Parecía satisfecho, feliz. Tal vez en aquellos días estaba teniendo lugar el punto álgido de su mandato y el éxito de su misión se dejaba traslucir en aquella mirada suya tan peculiar. No hablo de unos ojos bonitos, sino de una manera penetrante de fijar la mirada, entre confiada y veloz, limpia y afectuosa; te hacía sentir que realmente estaba encantado de conocerte y que a partir de ese momento se consideraba tu amigo. Había otra manera de mirar, con tintes más varoniles, cuando compartía conversación con una mujer de su agrado. «¡Ya está poniendo ojitos!», decíamos nosotras. No cabía duda, Adolfo Suárez era un seductor y las mujeres lo adoraban.
Me viene a la memoria la visita de la actriz italiana Gina Lollobrigida con motivo de la primera exposición de sus fotografías en una galería madrileña. El «todo Madrid» se dio cita con ocasión del acontecimiento y ella, agradecida, visitó al presidente del Gobierno en La Moncloa a título personal. Había que verle llevando de su brazo a esa supermujer, cubierta de espectaculares joyas y cuyo desparpajo la había llevado a lucir un abrigo de piel de color zanahoria que prácticamente barría el suelo. Era febrero y hacía frío, pero su generoso escote desafiaba sin pudor los rigores del invierno. Después de las fotos, vino el encuentro privado en el despacho a puerta cerrada, mientras que los compañeros del género masculino se quedaban con un palmo de narices y la baba colgando.

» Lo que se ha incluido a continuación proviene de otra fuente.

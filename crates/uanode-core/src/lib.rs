// SPDX-License-Identifier: PolyForm-Noncommercial-1.0.0
// Copyright (c) 2025 Sylvex. All rights reserved.

//! Typed OPC UA address-space node model.
//!
//! Node types are described by data: a [`NodeTypeRegistry`] of
//! [`NodeTypeSchema`]s, each with ordered child slots and an encoded default
//! payload. One generic engine, [`AddressSpace`], materializes node trees
//! from those schemas and exposes them to a host OPC UA stack.
//!
//! # Features
//!
//! - Type registry with supertype inheritance and model validation
//! - Eager mandatory children, lazy optional children
//! - Browse-name lookup with create-or-replace semantics
//! - Precise change masks: raised on actual changes only
//! - Opaque, versioned default payloads decoded through a host decoder
//! - Integer-backed enumerations that reject undeclared codes
//!
//! # Error Handling
//!
//! ```text
//! ModelError
//! ├── Schema       - Unknown types and invalid models
//! ├── Instance     - Type mismatches and stale handles
//! ├── Enumeration  - Undeclared enumeration codes
//! └── Defaults     - Unreadable default payloads
//! ```
//!
//! # Example
//!
//! ```
//! use std::sync::Arc;
//! use uanode_core::{AddressSpace, ChildSlot, NodeTypeRegistry, NodeTypeSchema};
//! use uanode_core::types::{ids, NodeId};
//!
//! let load_type = NodeId::numeric(1, 1018);
//! let registry = NodeTypeRegistry::builder()
//!     .namespace("http://opcfoundation.org/UA/Robotics/")
//!     .add_type(NodeTypeSchema::object_type(ids::BASE_OBJECT_TYPE, "BaseObjectType"))
//!     .add_type(NodeTypeSchema::variable_type(ids::PROPERTY_TYPE, "PropertyType"))
//!     .add_type(
//!         NodeTypeSchema::object_type(load_type.clone(), "LoadType")
//!             .with_super_type(ids::BASE_OBJECT_TYPE)
//!             .with_child(ChildSlot::mandatory("1:Mass", ids::PROPERTY_TYPE)),
//!     )
//!     .build()?;
//!
//! let mut space = AddressSpace::new(Arc::new(registry));
//! let load = space.instantiate(&load_type, "1:FlangeLoad")?;
//! let mass = space.find_child(load, "Mass", false, None)?;
//! assert!(mass.is_some());
//! # Ok::<(), uanode_core::ModelError>(())
//! ```

#![warn(missing_docs)]
#![warn(rustdoc::missing_crate_level_docs)]
#![deny(unsafe_code)]

pub mod browse;
pub mod defaults;
pub mod enumeration;
pub mod error;
pub mod node;
pub mod registry;
pub mod schema;
pub mod space;
pub mod types;

// Re-export error types
pub use error::{
    DefaultsError, EnumerationError, ErrorCode, ErrorSeverity, InstanceError, ModelError,
    ModelResult, SchemaError,
};

// Re-export model types
pub use defaults::{
    AttributeOverrides, Base64JsonDecoder, DefaultsDecoder, EncodedDefaults, NodeAttributes,
};
pub use registry::{NodeTypeRegistry, NodeTypeRegistryBuilder};
pub use schema::{ChildSlot, NodeTypeSchema, TypeRef};
pub use types::{AccessLevel, NodeClass, NodeId, NodeIdentifier, QualifiedName, Variant};

// Re-export instance types
pub use browse::{BrowsePath, BrowsePathSegment, NodeSnapshot};
pub use enumeration::{EnumerationCode, EnumerationCollection};
pub use node::{ChangeMask, NodeHandle, NodeInstance, NodeState};
pub use space::{AddressSpace, ChangeEvent, ChangeListener};

#[doc(hidden)]
pub mod __private {
    pub use serde;
}
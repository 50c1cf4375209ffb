// SPDX-License-Identifier: PolyForm-Noncommercial-1.0.0
// Copyright (c) 2025 Sylvex. All rights reserved.

//! # Configuration Integration Tests
//!
//! Integration tests for uanode-config:
//!
//! - Model descriptions from files, merged into a registry
//! - Namespace remapping across descriptions
//! - Strict payload checks
//! - Host configuration and environment overrides
//!
//! ## Test Categories
//!
//! - `test_model_*`: description loading and merging
//! - `test_host_*`: host configuration

use std::fs;
use std::path::Path;
use std::sync::Arc;

use uanode_config::{ConfigError, ConfigFormat, ConfigLoader, LogFormat, LogLevel, ModelLoader};
use uanode_core::{AddressSpace, DefaultsError, ModelError, NodeId, QualifiedName, SchemaError};
use uanode_tests::prelude::*;

fn write(dir: &Path, name: &str, content: &str) {
    fs::write(dir.join(name), content).unwrap();
}

fn write_cell_model(dir: &Path) {
    let base = serde_json::to_string_pretty(&CellModel::base_description()).unwrap();
    write(dir, "base.json", &base);
    write(dir, "cells.json", &CellModel::cell_description().to_json());
}

// =============================================================================
// Model Descriptions
// =============================================================================

#[test]
fn test_model_files_build_same_tree_as_schemas() {
    init_test_logging();
    let dir = temp_test_dir("uanode-model");
    write_cell_model(dir.path());

    let registry = ModelLoader::new()
        .load_file(dir.path().join("base.json"))
        .unwrap()
        .load_file(dir.path().join("cells.json"))
        .unwrap()
        .build()
        .unwrap();
    assert_eq!(registry.len(), 8);
    assert_eq!(registry.namespace_index(CELL_NAMESPACE_URI), Some(1));

    let mut loaded = AddressSpace::new(Arc::new(registry));
    let mut direct = CellModel::space();

    let a = loaded.instantiate(&CELL_TYPE, "1:Cell1").unwrap();
    loaded.find_child(a, "Heater", true, None).unwrap();
    let b = direct.instantiate(&CELL_TYPE, "1:Cell1").unwrap();
    direct.find_child(b, "Heater", true, None).unwrap();

    assert_eq!(loaded.snapshot(a).unwrap(), direct.snapshot(b).unwrap());
}

#[test]
fn test_model_json_description_parses() {
    let json = CellModel::cell_description().to_json();
    let description = CellModel::cell_description().build();

    let loader = ConfigLoader::new();
    let from_json = loader.load_model_from_str(&json, ConfigFormat::Json).unwrap();
    assert_eq!(from_json, description);
    assert_eq!(from_json.get_type("HeaterType").unwrap().children.len(), 1);
}

#[test]
fn test_model_namespaces_are_remapped() {
    let extension = DescriptionBuilder::new("Extensions")
        .namespace("urn:uanode:test:extensions")
        .namespace(CELL_NAMESPACE_URI)
        .object_type("ns=1;i=10", "MixingCellType", Some("ns=2;i=1"))
        .child("1:Agitator", "FolderType", false, None)
        .build();

    let registry = ModelLoader::new()
        .add_description(CellModel::base_description())
        .unwrap()
        .add_description(CellModel::cell_description().build())
        .unwrap()
        .add_description(extension)
        .unwrap()
        .build()
        .unwrap();

    assert_eq!(
        registry.namespaces(),
        &[
            "http://opcfoundation.org/UA/".to_string(),
            CELL_NAMESPACE_URI.to_string(),
            "urn:uanode:test:extensions".to_string(),
        ]
    );

    let mixing = registry.get_by_name("MixingCellType").unwrap();
    assert_eq!(mixing.type_id, NodeId::numeric(2, 10));
    assert_eq!(mixing.super_type, Some(CELL_TYPE));
    assert!(registry.is_subtype_of(&mixing.type_id, &CELL_TYPE));

    let slot = registry
        .find_slot(&mixing.type_id, &QualifiedName::from("Agitator"))
        .unwrap()
        .unwrap();
    assert_eq!(slot.browse_name, QualifiedName::new(2, "Agitator"));

    let mut space = AddressSpace::new(Arc::new(registry));
    let cell = space.instantiate("MixingCellType", "2:Mixer").unwrap();
    space.assert_children(cell, &["Temperature", "Sensors", "Agitator"]);
}

#[test]
fn test_model_repeated_type_is_merged() {
    let registry = ModelLoader::new()
        .add_description(CellModel::base_description())
        .unwrap()
        .add_description(CellModel::base_description())
        .unwrap()
        .build()
        .unwrap();
    assert_eq!(registry.len(), 5);
}

#[test]
fn test_model_conflicting_type_names() {
    let conflicting = DescriptionBuilder::new("Other")
        .object_type("i=58", "RootObjectType", None)
        .build();

    let err = ModelLoader::new()
        .add_description(CellModel::base_description())
        .unwrap()
        .add_description(conflicting)
        .unwrap()
        .build()
        .unwrap_err();
    assert!(matches!(err, ConfigError::MergeError { .. }));
}

#[test]
fn test_model_unknown_child_type() {
    let broken = DescriptionBuilder::new("Broken")
        .namespace(CELL_NAMESPACE_URI)
        .object_type("ns=1;i=1", "CellType", Some("BaseObjectType"))
        .child("1:Pump", "PumpType", false, None)
        .build();

    let err = ModelLoader::new()
        .add_description(CellModel::base_description())
        .unwrap()
        .add_description(broken)
        .unwrap()
        .build()
        .unwrap_err();
    assert!(matches!(
        err.as_model_error(),
        Some(ModelError::Schema(SchemaError::UnknownType { .. }))
    ));
}

#[test]
fn test_model_strict_rejects_bad_payload() {
    let broken = CellModel::cell_description()
        .child_with_payload("1:Broken", "PropertyType", "not base64!")
        .build();

    let err = ModelLoader::new()
        .add_description(CellModel::base_description())
        .unwrap()
        .add_description(broken.clone())
        .unwrap()
        .build()
        .unwrap_err();
    match err {
        ConfigError::Validation { field, .. } => {
            assert_eq!(field, "Cells.types[2].children[1].defaults");
        }
        other => panic!("unexpected error: {other}"),
    }

    // Without strict checks the payload only fails once it is decoded.
    let registry = ModelLoader::new()
        .strict(false)
        .add_description(CellModel::base_description())
        .unwrap()
        .add_description(broken)
        .unwrap()
        .build()
        .unwrap();
    let mut space = AddressSpace::new(Arc::new(registry));
    assert!(space.instantiate(&HEATER_TYPE, "1:Heater").is_ok());
    let err = space.instantiate(&BOOSTED_HEATER_TYPE, "1:Heater").unwrap_err();
    assert!(matches!(err, ModelError::Defaults(_)));
}

#[test]
fn test_model_unsupported_payload_version() {
    let description = CellModel::cell_description().defaults_version(2).build();

    let err = ModelLoader::new()
        .add_description(CellModel::base_description())
        .unwrap()
        .add_description(description)
        .unwrap()
        .build()
        .unwrap_err();
    assert!(matches!(
        err,
        ConfigError::Model(ModelError::Defaults(DefaultsError::UnsupportedVersion {
            version: 2,
            supported: 1,
        }))
    ));
}

// =============================================================================
// Host Configuration
// =============================================================================

#[test]
fn test_host_config_resolves_model_files() {
    let dir = temp_test_dir("uanode-host");
    write_cell_model(dir.path());
    write(
        dir.path(),
        "uanode.yaml",
        &CellModel::host_config_yaml(&["base.json", "cells.json"]),
    );

    let config = ConfigLoader::new()
        .with_env_prefix("UANODE_IT_HOST")
        .load(dir.path().join("uanode.yaml"))
        .unwrap();
    assert_eq!(config.model.files[0], dir.path().join("base.json"));
    assert!(config.model.strict);
    assert_eq!(config.logging.level, LogLevel::Debug);
    assert_eq!(config.logging.format, LogFormat::Compact);

    let registry = ModelLoader::from_config(&config).unwrap();
    assert!(registry.contains(&BOOSTED_HEATER_TYPE));
}

#[test]
fn test_host_config_env_overrides() {
    let dir = temp_test_dir("uanode-env");
    write_cell_model(dir.path());
    write(dir.path(), "uanode.yaml", &CellModel::host_config_yaml(&["base.json"]));

    std::env::set_var("UANODE_IT_ENV_MODEL_FILES", "base.json, cells.json");
    std::env::set_var("UANODE_IT_ENV_LOG_LEVEL", "warning");
    std::env::set_var("UANODE_IT_ENV_MODEL_STRICT", "false");

    let config = ConfigLoader::new()
        .with_env_prefix("UANODE_IT_ENV")
        .load(dir.path().join("uanode.yaml"))
        .unwrap();

    std::env::remove_var("UANODE_IT_ENV_MODEL_FILES");
    std::env::remove_var("UANODE_IT_ENV_LOG_LEVEL");
    std::env::remove_var("UANODE_IT_ENV_MODEL_STRICT");

    assert_eq!(config.model.files.len(), 2);
    assert_eq!(config.model.files[1], dir.path().join("cells.json"));
    assert!(!config.model.strict);
    assert_eq!(config.logging.level, LogLevel::Warn);
}

#[test]
fn test_host_config_without_models() {
    let config = ConfigLoader::new()
        .with_env_prefix("UANODE_IT_EMPTY")
        .load_from_str("logging:\n  level: info\n", ConfigFormat::Yaml)
        .unwrap();

    let err = ModelLoader::from_config(&config).unwrap_err();
    assert!(matches!(err, ConfigError::MissingField { .. }));
}

#[test]
fn test_host_config_missing_model_file() {
    let dir = temp_test_dir("uanode-missing");
    write(dir.path(), "uanode.toml", "[model]\nfiles = [\"absent.yaml\"]\n");

    let config = ConfigLoader::new()
        .with_env_prefix("UANODE_IT_MISSING")
        .load(dir.path().join("uanode.toml"))
        .unwrap();
    let err = ModelLoader::from_config(&config).unwrap_err();
    assert!(matches!(err, ConfigError::FileNotFound { .. }));
}
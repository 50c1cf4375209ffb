// SPDX-License-Identifier: PolyForm-Noncommercial-1.0.0
// Copyright (c) 2025 Sylvex. All rights reserved.

//! Address-space value types shared by the node model.
//!
//! - **NodeId**: the four OPC UA identifier kinds, parsed from and printed to
//!   the `ns=<n>;{i|s|g|b}=<id>` text form
//! - **QualifiedName**: namespace-qualified browse names
//! - **NodeClass**: node classes the model instantiates or declares
//! - **AccessLevel**: access level bit flags
//! - **Variant**: default attribute values
//!
//! # Examples
//!
//! ```
//! use uanode_core::types::{NodeId, QualifiedName};
//!
//! let id: NodeId = "ns=2;i=1004".parse().unwrap();
//! assert_eq!(id, NodeId::numeric(2, 1004));
//!
//! let name = QualifiedName::from("2:FlangeLoad");
//! assert_eq!(name.namespace_index, 2);
//! ```

use std::fmt;
use std::str::FromStr;

use base64::{engine::general_purpose::STANDARD as BASE64, Engine};
use bitflags::bitflags;
use serde::{Deserialize, Deserializer, Serialize, Serializer};
use uuid::Uuid;

use crate::error::{ModelError, SchemaError};

// =============================================================================
// NodeId
// =============================================================================

/// OPC UA node identifier.
///
/// Type identifiers in the registry and data type references in default
/// attributes are both `NodeId`s. Serialized as its text form so model
/// description files can write `"ns=2;i=1004"` directly.
#[derive(Debug, Clone, PartialEq, Eq, Hash, PartialOrd, Ord)]
pub struct NodeId {
    /// Namespace index (0 = OPC UA base namespace).
    pub namespace_index: u16,

    /// The identifier within the namespace.
    pub identifier: NodeIdentifier,
}
// SPDX-License-Identifier: PolyForm-Noncommercial-1.0.0
// Copyright (c) 2025 Sylvex. All rights reserved.

//! The address space: node trees materialized from the type registry.
//!
//! # Architecture
//!
//! ```text
//! ┌──────────────────────────────────────────────────────────────┐
//! │                        AddressSpace                          │
//! │  create_node / instantiate / initialize                      │
//! │  children / child / find_child / set_child / remove_subtree  │
//! │  set_value / set_display_name / clear_change_masks           │
//! └──────────────────────────────────────────────────────────────┘
//!          │                      │                     │
//!          ▼                      ▼                     ▼
//!  Arc<NodeTypeRegistry>   Arc<dyn DefaultsDecoder>  node arena
//!  (slot tables)           (payload -> attributes)   (NodeInstance)
//! ```
//!
//! Every per-type behavior a generated node class would hand-write is driven
//! here by the registry's effective slot table: which children exist, in what
//! order, which are materialized eagerly and what type a replacement must
//! have.
//!
//! # Concurrency
//!
//! There is no internal locking. Mutating operations take `&mut self` and
//! browse operations take `&self`; a host that serves browse requests from
//! several threads wraps the space in its own lock.
//!
//! # Examples
//!
//! ```
//! use std::sync::Arc;
//! use uanode_core::{AddressSpace, NodeTypeRegistry, NodeTypeSchema};
//! use uanode_core::types::{ids, NodeId};
//!
//! let registry = NodeTypeRegistry::builder()
//!     .add_type(NodeTypeSchema::object_type(ids::BASE_OBJECT_TYPE, "BaseObjectType"))
//!     .add_type(
//!         NodeTypeSchema::object_type(ids::FOLDER_TYPE, "FolderType")
//!             .with_super_type(ids::BASE_OBJECT_TYPE),
//!     )
//!     .add_type(
//!         NodeTypeSchema::object_type(NodeId::numeric(1, 1), "CellType")
//!             .with_mandatory("Stations", ids::FOLDER_TYPE)
//!             .with_optional("Spares", ids::FOLDER_TYPE),
//!     )
//!     .build()
//!     .unwrap();
//!
//! let mut space = AddressSpace::new(Arc::new(registry));
//! let cell = space.instantiate("CellType", "Cell1").unwrap();
//!
//! assert_eq!(space.children(cell).unwrap().len(), 1);
//! let spares = space.find_child(cell, "Spares", true, None).unwrap();
//! assert!(spares.is_some());
//! assert_eq!(space.children(cell).unwrap().len(), 2);
//! ```

use std::sync::Arc;

use crate::defaults::{Base64JsonDecoder, DefaultsDecoder, NodeAttributes};
use crate::error::{InstanceError, ModelError, ModelResult};
use crate::node::{ChangeMask, NodeArena, NodeHandle, NodeInstance, NodeState};
use crate::registry::NodeTypeRegistry;
use crate::schema::{ChildSlot, TypeRef};
use crate::types::{NodeId, QualifiedName, Variant};

// =============================================================================
// ChangeListener
// =============================================================================

/// Receives pending change masks when they are flushed.
pub trait ChangeListener {
    /// Called once per node with a non-empty mask, parents before children.
    fn on_change(&mut self, handle: NodeHandle, node: &NodeInstance, mask: ChangeMask);
}

/// A flushed change, as collected by the `Vec` listener.
#[derive(Debug, Clone, PartialEq, Eq)]
pub struct ChangeEvent {
    /// The changed node.
    pub handle: NodeHandle,
    /// Its browse name.
    pub browse_name: QualifiedName,
    /// What changed.
    pub mask: ChangeMask,
}

/// Discards all changes.
impl ChangeListener for () {
    fn on_change(&mut self, _handle: NodeHandle, _node: &NodeInstance, _mask: ChangeMask) {}
}

impl ChangeListener for Vec<ChangeEvent> {
    fn on_change(&mut self, handle: NodeHandle, node: &NodeInstance, mask: ChangeMask) {
        self.push(ChangeEvent {
            handle,
            browse_name: node.browse_name().clone(),
            mask,
        });
    }
}

// =============================================================================
// AddressSpace
// =============================================================================

/// Nodes an `initialize` call created or modified, for rollback.
#[derive(Debug, Default)]
struct InitJournal {
    created: Vec<NodeHandle>,
    touched: Vec<(NodeHandle, NodeInstance)>,
}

Estábamos en 1978 y tan solo unos días faltaban para el 6 de diciembre. Una nueva prueba se superaría con éxito y otra promesa cumplida a tachar en la lista. Los españoles tendríamos una Constitución que nos marcaría el camino. Pero el Ejército estaba vigilante, unas Fuerzas Armadas que entonces eran las de Franco y a las que se les acababa de desmontar la «Operación Galaxia», siendo encarcelados los cabecillas por unos meses, los mismos que tardaron en planear la intentona siguiente.